▶ _Provided information_:
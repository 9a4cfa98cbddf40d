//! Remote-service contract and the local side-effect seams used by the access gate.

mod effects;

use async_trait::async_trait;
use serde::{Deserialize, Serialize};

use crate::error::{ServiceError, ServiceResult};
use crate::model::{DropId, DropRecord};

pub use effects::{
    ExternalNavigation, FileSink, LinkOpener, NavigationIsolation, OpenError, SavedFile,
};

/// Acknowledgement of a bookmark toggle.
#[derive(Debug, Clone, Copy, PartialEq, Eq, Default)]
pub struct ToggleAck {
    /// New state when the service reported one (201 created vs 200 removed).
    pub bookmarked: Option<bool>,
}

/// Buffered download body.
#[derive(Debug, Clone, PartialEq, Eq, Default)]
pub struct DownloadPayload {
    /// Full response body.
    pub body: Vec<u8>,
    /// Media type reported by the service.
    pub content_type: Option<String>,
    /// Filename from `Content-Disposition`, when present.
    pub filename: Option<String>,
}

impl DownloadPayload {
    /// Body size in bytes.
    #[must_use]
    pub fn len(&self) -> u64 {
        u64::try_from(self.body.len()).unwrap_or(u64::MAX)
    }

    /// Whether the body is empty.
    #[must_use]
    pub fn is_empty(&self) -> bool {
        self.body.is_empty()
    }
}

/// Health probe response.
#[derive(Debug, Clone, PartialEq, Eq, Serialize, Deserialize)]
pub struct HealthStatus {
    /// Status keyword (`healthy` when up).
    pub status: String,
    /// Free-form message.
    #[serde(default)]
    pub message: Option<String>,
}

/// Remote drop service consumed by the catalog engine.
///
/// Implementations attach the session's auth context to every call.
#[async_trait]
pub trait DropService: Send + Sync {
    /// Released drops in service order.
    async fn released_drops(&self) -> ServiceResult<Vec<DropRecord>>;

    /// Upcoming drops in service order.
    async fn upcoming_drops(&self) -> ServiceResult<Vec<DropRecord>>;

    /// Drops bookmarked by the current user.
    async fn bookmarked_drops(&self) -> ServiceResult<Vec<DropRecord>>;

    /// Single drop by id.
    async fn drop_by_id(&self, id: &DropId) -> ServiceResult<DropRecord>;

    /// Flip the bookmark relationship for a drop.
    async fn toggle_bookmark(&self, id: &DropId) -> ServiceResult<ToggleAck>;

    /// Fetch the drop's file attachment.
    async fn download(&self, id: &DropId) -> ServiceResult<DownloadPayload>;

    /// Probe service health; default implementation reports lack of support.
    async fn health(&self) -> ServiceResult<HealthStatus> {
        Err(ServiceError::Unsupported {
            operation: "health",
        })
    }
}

▶ _Goal of the exercise_:
Where does the word "crate" occur in the records? Return every line that holds it.

▶ _Exercise solution_:
use crate::error::{ServiceError, ServiceResult};
use crate::model::{DropId, DropRecord};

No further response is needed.